Description of the task: Give the total number of lines in the data below that include "filesystem", and nothing else.

= = = =

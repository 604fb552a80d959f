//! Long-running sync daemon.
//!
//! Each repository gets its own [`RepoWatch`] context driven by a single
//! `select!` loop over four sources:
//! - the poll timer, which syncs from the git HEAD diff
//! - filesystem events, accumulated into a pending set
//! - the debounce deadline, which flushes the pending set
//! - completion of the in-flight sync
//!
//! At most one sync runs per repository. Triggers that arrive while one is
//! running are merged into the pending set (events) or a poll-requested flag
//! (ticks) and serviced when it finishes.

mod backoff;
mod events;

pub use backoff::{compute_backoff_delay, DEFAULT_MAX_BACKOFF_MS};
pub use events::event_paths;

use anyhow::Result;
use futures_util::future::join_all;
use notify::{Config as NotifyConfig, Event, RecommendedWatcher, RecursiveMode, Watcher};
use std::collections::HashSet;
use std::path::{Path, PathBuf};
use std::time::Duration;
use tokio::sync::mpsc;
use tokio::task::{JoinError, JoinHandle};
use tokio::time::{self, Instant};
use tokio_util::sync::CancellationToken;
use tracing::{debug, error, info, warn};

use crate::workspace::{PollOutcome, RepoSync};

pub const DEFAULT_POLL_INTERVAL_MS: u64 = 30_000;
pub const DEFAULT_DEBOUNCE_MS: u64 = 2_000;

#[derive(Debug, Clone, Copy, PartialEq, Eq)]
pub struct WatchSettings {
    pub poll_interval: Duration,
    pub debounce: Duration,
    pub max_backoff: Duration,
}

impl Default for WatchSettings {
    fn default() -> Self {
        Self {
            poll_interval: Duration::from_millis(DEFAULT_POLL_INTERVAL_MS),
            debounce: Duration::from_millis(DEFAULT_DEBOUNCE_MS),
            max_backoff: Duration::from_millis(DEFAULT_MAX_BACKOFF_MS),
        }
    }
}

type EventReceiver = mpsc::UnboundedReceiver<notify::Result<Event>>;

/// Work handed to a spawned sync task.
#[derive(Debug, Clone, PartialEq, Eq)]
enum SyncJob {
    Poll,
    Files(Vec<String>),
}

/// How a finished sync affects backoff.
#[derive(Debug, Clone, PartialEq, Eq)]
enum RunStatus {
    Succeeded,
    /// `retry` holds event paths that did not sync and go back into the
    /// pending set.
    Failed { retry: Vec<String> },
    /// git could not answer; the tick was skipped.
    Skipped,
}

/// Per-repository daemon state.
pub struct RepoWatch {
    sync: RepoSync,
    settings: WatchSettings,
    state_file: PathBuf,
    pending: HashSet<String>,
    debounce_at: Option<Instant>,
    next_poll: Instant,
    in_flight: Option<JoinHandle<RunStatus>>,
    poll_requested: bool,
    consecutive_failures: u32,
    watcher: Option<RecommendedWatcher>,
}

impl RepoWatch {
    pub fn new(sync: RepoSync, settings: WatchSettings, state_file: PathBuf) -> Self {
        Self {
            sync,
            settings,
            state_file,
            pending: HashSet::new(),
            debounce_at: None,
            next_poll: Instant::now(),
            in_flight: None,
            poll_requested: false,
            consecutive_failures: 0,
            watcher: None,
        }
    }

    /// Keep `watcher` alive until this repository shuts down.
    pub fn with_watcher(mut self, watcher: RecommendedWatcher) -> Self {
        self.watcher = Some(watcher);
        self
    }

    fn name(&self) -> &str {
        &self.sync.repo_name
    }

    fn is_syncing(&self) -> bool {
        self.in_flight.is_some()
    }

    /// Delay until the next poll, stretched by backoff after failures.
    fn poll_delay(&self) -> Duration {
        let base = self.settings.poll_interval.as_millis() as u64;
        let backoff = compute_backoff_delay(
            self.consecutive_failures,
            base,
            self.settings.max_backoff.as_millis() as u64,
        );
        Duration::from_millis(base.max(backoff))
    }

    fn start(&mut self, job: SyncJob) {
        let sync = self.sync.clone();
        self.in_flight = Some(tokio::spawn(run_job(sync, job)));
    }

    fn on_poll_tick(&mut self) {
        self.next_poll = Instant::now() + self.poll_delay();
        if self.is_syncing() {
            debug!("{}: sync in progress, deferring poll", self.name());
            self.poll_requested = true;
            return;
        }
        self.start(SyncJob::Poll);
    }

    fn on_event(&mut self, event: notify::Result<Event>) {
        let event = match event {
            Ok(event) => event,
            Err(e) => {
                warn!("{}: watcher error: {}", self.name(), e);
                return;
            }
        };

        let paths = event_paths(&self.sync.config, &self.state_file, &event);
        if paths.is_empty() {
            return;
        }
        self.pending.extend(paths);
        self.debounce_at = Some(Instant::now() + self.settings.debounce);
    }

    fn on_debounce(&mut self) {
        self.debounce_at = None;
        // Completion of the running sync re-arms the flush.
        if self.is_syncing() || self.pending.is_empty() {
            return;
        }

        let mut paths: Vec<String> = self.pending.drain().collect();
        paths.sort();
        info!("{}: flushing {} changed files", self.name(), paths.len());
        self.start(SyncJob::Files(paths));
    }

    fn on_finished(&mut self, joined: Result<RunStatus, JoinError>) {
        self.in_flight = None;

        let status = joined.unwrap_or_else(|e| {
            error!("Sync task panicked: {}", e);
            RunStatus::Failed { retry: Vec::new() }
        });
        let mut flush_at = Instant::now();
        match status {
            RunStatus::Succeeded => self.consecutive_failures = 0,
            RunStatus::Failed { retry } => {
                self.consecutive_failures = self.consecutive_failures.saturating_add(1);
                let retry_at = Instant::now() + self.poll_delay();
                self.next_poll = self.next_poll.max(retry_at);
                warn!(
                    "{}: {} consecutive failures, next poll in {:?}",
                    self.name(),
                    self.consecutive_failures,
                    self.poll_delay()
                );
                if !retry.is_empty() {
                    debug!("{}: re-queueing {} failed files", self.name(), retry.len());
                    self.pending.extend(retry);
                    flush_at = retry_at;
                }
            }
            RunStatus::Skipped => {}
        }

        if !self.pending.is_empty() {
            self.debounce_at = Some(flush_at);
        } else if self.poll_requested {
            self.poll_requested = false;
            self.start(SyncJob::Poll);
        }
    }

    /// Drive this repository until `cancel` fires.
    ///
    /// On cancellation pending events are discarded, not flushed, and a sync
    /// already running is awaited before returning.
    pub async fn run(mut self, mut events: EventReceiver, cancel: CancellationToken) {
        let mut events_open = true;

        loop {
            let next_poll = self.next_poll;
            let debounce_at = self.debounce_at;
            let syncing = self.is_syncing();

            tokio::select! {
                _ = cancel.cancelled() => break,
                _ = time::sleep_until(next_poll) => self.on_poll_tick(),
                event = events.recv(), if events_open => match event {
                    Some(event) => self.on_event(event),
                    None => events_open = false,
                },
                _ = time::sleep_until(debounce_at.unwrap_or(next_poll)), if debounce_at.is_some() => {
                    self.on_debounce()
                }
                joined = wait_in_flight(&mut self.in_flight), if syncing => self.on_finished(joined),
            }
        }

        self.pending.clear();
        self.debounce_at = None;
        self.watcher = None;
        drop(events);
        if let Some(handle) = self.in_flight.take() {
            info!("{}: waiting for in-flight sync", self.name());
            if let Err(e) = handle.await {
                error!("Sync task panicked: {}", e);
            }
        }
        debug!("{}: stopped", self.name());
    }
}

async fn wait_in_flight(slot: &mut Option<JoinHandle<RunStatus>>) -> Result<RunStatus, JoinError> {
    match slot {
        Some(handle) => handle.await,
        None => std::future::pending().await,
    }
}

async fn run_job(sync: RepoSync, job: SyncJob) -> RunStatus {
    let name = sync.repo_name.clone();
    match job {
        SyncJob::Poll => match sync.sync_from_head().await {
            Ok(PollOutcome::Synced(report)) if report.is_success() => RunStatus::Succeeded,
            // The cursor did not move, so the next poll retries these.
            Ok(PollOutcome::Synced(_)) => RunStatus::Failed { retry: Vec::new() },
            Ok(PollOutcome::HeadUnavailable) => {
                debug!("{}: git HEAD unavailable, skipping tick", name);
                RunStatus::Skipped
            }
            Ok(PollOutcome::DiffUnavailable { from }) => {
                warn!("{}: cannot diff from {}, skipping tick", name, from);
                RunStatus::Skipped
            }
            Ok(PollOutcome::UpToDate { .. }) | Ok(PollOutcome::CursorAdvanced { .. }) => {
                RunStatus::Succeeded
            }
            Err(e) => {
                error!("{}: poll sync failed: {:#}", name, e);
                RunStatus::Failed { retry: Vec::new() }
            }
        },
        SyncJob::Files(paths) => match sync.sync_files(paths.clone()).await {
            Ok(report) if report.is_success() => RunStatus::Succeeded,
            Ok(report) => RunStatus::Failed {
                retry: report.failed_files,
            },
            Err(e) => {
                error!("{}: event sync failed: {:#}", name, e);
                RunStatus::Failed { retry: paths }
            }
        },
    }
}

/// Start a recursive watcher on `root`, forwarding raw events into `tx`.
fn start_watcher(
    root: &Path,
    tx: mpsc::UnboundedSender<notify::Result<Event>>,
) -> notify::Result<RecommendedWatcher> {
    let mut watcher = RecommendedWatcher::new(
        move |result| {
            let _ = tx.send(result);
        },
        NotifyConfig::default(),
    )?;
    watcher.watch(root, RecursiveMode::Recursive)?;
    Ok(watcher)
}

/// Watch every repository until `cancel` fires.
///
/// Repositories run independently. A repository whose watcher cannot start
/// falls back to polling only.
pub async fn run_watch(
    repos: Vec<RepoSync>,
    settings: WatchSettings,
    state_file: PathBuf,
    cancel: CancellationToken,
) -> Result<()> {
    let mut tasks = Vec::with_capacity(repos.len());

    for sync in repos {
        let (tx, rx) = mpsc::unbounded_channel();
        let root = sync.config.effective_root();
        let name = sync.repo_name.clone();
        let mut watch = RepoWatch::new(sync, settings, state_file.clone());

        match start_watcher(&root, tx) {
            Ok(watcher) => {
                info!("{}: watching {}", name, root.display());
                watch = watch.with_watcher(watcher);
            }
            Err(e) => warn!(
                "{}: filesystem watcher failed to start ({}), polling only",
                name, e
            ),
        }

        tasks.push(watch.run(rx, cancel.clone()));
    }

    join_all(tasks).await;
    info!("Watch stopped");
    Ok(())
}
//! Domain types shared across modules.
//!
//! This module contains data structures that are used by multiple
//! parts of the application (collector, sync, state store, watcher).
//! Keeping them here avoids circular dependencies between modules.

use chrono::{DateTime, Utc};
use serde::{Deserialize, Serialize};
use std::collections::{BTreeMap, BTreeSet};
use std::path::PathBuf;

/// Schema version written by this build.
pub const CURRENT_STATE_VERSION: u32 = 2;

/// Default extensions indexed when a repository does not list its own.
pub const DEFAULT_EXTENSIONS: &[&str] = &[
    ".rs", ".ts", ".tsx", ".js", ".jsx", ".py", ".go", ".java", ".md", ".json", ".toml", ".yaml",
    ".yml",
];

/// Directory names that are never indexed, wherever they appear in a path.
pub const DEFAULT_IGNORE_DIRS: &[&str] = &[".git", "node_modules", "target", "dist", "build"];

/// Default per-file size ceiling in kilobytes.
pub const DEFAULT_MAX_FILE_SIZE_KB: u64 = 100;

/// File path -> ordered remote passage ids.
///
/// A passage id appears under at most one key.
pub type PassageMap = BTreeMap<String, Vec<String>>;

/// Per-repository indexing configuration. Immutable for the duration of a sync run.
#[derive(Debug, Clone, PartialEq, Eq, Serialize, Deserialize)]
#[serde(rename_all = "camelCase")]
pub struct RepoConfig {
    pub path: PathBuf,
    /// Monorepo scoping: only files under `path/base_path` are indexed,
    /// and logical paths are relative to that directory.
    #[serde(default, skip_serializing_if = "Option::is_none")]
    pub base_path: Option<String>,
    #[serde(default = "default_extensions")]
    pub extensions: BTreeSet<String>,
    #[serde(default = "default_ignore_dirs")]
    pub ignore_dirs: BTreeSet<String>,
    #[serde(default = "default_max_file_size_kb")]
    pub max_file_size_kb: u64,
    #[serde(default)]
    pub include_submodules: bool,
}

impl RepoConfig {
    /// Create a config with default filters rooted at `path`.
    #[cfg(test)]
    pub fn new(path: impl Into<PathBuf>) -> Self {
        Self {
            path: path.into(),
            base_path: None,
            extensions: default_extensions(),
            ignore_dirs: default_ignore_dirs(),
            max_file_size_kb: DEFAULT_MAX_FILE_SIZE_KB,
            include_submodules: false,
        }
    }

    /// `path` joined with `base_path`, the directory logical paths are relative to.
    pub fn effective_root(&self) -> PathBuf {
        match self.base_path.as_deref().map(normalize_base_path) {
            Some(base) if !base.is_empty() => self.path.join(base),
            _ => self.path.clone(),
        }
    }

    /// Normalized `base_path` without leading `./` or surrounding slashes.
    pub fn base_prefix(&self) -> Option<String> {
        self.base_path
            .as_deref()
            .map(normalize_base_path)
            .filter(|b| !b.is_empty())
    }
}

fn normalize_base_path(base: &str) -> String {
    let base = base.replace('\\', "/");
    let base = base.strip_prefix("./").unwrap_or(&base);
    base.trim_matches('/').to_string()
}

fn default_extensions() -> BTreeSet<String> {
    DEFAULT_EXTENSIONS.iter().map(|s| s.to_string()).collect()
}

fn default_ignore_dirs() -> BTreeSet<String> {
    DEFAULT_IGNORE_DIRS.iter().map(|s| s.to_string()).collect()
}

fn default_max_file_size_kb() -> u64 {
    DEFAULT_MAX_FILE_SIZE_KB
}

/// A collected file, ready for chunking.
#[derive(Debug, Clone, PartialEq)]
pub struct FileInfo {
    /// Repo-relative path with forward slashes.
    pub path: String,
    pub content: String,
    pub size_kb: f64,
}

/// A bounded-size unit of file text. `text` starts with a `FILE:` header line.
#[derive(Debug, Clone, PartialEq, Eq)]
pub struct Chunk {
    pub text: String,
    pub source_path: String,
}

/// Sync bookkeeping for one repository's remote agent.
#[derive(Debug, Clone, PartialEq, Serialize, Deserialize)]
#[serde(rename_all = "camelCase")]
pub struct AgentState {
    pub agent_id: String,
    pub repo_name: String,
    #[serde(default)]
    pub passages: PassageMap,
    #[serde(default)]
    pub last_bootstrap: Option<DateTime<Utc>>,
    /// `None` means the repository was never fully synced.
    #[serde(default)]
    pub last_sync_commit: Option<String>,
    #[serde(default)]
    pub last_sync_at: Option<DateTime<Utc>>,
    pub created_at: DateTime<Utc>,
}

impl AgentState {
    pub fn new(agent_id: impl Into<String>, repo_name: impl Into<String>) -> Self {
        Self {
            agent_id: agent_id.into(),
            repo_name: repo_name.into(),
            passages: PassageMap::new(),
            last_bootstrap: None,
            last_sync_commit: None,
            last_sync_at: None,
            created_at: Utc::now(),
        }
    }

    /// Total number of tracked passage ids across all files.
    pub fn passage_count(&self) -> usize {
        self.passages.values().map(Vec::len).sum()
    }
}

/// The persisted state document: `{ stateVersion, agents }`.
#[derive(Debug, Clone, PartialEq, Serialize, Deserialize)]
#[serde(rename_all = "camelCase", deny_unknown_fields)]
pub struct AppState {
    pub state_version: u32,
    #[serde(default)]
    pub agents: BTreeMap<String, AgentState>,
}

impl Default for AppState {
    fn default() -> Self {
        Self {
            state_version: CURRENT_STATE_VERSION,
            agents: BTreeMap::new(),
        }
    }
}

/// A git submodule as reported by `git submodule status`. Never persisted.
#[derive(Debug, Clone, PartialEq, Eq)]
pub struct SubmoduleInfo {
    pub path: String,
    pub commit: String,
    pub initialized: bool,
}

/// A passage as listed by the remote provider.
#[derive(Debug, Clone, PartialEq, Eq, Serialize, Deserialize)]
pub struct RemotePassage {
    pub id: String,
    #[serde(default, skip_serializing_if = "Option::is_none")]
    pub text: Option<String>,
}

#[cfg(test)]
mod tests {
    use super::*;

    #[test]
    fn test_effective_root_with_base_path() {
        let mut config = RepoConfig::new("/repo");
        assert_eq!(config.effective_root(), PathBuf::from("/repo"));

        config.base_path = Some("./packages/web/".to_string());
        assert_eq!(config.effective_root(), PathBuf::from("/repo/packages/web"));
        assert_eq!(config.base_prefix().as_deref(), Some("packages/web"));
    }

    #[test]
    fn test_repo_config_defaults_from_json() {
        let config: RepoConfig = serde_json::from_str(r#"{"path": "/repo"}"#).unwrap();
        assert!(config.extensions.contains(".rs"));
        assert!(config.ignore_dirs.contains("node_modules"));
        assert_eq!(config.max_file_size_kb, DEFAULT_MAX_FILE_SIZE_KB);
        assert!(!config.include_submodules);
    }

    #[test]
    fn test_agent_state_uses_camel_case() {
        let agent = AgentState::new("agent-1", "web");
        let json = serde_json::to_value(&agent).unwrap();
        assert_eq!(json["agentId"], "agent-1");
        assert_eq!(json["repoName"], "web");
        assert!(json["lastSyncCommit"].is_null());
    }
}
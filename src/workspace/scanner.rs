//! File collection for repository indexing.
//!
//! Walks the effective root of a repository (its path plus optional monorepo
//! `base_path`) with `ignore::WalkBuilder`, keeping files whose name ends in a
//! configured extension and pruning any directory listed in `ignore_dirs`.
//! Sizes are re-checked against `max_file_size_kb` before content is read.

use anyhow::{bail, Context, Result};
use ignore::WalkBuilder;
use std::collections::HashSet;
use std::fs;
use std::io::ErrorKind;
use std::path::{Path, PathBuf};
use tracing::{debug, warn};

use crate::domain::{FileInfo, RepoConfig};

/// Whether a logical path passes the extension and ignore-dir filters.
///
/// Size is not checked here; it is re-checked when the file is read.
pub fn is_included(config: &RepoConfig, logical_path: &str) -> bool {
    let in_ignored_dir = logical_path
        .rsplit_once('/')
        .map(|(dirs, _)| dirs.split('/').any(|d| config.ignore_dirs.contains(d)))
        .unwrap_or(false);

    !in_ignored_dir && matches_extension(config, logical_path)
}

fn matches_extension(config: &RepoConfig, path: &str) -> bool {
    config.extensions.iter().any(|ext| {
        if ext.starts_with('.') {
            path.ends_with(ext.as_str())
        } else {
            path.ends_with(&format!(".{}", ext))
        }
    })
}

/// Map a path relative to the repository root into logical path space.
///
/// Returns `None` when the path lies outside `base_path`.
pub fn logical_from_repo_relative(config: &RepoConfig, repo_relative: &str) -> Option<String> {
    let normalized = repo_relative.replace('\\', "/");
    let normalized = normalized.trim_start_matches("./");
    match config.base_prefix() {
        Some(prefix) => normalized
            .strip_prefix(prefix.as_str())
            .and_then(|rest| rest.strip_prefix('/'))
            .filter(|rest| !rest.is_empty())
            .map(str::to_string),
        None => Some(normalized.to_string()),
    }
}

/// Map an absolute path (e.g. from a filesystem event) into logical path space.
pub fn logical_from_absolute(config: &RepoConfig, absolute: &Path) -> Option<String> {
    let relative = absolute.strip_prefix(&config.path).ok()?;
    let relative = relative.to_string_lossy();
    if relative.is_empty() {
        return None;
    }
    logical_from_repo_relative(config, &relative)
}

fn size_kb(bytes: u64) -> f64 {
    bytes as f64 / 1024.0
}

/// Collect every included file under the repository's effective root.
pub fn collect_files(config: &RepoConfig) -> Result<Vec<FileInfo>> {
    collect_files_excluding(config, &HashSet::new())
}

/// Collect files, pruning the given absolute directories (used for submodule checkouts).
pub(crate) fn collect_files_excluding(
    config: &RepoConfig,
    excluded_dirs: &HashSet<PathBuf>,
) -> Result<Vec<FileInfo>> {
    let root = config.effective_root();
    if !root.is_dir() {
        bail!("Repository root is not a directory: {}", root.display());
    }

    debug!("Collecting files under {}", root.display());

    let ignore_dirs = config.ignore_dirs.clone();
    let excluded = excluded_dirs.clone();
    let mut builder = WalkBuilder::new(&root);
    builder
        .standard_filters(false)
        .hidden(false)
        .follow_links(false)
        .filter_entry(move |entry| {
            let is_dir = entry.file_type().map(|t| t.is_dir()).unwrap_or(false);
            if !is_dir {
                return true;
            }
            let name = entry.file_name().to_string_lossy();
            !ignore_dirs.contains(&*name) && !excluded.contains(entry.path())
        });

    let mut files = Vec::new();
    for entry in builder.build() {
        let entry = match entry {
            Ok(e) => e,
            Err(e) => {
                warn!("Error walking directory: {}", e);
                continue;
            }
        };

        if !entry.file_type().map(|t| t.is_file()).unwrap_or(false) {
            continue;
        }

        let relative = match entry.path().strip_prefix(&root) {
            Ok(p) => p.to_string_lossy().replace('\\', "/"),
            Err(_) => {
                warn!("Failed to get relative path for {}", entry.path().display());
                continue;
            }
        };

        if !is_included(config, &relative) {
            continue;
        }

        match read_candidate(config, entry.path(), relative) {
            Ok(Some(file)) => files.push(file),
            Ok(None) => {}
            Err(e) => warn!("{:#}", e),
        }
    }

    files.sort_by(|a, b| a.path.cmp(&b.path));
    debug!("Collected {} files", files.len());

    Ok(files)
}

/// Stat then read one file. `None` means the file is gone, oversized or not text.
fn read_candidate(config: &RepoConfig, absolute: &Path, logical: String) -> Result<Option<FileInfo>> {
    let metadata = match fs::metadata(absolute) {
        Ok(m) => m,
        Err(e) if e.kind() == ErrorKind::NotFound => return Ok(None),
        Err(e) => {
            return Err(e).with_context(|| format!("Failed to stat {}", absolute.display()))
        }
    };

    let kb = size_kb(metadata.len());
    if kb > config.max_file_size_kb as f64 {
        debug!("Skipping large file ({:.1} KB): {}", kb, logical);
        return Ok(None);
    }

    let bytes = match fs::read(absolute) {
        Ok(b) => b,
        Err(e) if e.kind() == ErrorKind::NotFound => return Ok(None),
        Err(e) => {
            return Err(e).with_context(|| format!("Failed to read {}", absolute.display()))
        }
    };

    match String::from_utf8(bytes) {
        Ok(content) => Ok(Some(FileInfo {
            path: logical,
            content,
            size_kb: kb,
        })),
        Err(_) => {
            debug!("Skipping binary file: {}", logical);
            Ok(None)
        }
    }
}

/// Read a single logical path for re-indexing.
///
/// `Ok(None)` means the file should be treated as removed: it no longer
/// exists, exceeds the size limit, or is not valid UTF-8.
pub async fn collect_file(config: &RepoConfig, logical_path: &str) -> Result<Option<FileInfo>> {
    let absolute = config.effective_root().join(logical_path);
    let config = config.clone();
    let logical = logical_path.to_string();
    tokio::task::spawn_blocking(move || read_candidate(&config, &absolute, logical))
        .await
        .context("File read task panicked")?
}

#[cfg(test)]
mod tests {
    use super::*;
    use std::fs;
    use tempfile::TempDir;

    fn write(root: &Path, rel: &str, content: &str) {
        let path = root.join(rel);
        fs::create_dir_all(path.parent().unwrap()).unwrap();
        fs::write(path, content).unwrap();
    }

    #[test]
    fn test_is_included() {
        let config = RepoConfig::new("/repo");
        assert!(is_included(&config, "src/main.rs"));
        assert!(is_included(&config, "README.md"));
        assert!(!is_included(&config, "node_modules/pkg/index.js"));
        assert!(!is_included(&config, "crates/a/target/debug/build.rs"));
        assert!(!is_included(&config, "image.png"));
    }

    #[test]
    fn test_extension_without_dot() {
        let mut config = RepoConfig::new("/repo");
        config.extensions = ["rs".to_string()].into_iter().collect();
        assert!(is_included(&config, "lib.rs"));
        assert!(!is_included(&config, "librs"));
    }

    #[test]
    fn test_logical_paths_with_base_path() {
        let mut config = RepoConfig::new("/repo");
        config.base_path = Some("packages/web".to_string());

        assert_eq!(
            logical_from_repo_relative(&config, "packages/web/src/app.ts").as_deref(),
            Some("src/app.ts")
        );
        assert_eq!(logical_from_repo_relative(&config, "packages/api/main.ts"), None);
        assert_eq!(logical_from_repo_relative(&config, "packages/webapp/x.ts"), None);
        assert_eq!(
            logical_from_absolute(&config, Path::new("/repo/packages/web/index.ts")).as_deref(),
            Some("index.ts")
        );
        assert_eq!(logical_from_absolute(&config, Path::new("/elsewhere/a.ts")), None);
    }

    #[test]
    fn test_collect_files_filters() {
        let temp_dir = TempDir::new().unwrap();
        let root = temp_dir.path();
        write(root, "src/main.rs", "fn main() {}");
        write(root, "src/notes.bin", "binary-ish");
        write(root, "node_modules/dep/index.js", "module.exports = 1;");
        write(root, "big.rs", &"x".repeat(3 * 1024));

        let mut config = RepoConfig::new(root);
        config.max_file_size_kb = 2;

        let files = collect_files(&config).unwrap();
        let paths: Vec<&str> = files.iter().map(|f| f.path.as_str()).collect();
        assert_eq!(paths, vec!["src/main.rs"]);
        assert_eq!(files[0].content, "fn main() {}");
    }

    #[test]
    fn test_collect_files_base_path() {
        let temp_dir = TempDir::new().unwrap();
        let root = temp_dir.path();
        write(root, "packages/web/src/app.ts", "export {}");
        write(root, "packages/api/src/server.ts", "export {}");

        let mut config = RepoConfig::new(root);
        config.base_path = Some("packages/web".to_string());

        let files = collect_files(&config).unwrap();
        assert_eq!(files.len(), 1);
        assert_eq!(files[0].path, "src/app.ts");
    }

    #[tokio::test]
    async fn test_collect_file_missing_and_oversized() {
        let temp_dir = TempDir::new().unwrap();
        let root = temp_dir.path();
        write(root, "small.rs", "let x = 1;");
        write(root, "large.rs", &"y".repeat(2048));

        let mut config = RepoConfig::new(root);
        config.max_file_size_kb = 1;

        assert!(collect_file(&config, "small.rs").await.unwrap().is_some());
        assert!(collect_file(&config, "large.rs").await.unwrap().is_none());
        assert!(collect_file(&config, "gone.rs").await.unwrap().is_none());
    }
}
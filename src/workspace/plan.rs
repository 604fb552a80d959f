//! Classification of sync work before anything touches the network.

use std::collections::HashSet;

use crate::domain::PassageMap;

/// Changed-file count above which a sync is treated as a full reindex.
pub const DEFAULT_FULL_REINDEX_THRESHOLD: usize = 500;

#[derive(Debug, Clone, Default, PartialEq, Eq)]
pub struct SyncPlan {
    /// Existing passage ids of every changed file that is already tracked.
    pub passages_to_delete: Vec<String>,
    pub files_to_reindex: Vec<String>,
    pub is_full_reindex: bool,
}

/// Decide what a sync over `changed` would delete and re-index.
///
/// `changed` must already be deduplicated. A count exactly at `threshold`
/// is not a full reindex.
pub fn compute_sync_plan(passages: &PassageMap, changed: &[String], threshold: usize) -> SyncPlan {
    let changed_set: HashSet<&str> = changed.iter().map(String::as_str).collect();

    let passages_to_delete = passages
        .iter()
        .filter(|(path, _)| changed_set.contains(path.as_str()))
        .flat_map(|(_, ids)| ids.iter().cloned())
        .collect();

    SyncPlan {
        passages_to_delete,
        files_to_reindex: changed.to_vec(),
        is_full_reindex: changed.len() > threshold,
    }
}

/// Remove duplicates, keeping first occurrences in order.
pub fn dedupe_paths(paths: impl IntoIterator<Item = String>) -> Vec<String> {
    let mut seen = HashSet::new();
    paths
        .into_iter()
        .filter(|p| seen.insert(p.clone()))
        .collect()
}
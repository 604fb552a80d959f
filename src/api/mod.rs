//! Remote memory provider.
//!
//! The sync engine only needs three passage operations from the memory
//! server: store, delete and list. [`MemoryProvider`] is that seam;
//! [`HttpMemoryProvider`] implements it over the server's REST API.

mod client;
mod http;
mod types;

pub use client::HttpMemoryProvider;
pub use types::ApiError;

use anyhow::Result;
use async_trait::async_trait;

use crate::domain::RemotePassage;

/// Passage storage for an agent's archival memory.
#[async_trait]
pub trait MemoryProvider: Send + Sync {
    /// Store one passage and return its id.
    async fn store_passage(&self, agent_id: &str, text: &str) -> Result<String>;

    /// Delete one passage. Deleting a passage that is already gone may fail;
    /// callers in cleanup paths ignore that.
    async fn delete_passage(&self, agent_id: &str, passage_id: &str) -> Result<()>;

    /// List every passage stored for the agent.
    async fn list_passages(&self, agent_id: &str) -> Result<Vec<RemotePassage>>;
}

= = = =

Response to this exercise: 3